Problem to solve: Word for word, restate the entries below from their first line through the line that contains "use crate::error::LgxError;".

[Collection entries]
========================================================================

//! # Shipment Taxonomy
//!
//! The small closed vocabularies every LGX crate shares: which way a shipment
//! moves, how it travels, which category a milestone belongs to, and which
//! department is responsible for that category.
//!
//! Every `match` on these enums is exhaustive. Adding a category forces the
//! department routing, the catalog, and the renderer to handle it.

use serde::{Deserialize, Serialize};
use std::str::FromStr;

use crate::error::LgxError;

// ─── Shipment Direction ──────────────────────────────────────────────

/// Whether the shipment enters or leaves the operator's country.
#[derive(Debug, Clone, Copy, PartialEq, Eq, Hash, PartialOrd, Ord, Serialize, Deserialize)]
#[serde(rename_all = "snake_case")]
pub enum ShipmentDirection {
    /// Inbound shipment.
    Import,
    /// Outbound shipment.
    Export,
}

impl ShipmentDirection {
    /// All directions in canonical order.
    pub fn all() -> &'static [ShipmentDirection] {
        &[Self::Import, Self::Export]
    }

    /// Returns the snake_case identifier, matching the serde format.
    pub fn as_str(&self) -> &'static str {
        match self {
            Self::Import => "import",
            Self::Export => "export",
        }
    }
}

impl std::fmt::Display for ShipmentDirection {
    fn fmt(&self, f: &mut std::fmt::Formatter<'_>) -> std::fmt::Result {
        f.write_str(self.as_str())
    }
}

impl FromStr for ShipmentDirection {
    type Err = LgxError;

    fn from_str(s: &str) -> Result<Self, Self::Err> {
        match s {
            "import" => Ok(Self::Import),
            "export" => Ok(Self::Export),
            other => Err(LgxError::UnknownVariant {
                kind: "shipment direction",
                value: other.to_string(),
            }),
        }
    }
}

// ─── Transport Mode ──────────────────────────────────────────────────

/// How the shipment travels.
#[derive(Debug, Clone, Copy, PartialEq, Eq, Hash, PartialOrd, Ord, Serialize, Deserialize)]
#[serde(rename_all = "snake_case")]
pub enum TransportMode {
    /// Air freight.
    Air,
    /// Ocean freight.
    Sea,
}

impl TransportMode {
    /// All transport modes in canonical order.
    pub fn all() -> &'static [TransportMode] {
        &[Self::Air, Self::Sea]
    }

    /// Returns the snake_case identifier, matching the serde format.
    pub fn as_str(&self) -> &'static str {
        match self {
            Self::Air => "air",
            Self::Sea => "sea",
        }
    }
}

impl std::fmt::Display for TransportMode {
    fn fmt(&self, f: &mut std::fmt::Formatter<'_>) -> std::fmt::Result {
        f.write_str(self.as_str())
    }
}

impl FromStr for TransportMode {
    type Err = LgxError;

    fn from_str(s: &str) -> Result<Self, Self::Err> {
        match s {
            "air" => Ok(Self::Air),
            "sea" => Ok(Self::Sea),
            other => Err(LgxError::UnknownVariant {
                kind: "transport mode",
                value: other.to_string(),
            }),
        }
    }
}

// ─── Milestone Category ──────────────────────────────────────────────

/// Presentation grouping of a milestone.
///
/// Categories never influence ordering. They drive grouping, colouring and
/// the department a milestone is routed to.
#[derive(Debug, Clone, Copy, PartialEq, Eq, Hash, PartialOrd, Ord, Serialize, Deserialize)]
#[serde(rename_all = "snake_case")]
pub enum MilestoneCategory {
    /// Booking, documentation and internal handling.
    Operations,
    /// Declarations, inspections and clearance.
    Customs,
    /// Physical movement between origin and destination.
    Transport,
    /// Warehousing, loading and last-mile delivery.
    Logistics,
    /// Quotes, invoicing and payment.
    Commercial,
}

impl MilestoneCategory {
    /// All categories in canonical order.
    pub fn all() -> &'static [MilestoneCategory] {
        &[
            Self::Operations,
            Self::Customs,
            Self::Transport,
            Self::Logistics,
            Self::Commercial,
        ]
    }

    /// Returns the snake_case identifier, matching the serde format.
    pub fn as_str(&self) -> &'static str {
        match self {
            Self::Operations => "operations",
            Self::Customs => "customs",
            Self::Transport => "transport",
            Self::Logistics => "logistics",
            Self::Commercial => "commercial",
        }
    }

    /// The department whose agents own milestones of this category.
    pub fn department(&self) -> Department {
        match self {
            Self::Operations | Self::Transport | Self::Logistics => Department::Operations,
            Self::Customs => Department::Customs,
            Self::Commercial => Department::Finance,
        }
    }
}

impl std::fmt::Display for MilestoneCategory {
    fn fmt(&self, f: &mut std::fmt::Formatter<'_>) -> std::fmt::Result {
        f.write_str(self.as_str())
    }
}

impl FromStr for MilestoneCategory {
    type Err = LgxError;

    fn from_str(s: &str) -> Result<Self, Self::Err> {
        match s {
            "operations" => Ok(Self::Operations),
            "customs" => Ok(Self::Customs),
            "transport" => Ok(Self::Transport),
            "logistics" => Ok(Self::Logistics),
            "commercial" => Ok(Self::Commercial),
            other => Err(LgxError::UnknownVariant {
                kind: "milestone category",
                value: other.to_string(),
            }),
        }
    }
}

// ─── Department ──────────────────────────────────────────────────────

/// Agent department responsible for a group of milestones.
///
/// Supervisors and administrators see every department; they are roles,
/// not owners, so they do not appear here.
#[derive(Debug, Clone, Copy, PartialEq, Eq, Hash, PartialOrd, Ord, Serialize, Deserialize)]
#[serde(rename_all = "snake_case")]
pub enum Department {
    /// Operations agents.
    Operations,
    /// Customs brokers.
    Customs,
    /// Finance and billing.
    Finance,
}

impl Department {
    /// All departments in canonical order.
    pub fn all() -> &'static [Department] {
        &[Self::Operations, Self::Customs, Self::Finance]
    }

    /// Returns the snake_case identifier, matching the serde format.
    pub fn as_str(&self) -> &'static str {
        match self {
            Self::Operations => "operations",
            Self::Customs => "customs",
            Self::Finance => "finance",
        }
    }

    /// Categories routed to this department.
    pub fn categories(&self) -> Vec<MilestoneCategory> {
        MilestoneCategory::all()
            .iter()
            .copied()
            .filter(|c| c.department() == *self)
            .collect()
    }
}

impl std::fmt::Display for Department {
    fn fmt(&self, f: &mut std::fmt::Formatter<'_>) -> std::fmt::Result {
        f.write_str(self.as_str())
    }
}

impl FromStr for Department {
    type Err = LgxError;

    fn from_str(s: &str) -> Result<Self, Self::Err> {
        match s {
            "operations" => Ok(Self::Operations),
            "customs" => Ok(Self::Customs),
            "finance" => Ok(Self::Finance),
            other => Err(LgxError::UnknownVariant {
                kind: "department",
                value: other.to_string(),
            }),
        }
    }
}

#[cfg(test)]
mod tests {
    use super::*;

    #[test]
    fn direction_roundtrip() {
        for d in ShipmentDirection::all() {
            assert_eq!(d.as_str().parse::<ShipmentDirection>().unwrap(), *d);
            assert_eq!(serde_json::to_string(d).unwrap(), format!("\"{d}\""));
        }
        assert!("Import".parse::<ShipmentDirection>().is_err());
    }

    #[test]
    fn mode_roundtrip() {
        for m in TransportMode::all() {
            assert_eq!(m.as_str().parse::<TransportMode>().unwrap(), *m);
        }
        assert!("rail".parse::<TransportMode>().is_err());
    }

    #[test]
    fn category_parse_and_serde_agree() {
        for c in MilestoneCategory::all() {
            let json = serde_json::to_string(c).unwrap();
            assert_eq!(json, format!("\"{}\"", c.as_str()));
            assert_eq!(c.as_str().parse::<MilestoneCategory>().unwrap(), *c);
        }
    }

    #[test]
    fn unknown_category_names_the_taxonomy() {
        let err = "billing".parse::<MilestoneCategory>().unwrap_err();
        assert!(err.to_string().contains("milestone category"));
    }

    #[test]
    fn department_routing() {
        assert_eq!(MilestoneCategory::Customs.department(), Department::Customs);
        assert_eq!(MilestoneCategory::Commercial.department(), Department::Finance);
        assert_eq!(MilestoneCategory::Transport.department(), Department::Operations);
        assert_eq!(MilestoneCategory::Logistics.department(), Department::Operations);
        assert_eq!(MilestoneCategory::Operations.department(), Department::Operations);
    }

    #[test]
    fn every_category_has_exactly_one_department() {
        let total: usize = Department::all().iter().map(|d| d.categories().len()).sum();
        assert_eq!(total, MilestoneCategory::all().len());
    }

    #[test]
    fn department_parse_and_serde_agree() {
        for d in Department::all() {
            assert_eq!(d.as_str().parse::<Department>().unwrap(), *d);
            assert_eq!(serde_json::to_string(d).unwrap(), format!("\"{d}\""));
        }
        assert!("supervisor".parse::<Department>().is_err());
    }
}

========================================================================

Answer area:
//! # Shipment Taxonomy
//!
//! The small closed vocabularies every LGX crate shares: which way a shipment
//! moves, how it travels, which category a milestone belongs to, and which
//! department is responsible for that category.
//!
//! Every `match` on these enums is exhaustive. Adding a category forces the
//! department routing, the catalog, and the renderer to handle it.

use serde::{Deserialize, Serialize};
use std::str::FromStr;

use crate::error::LgxError;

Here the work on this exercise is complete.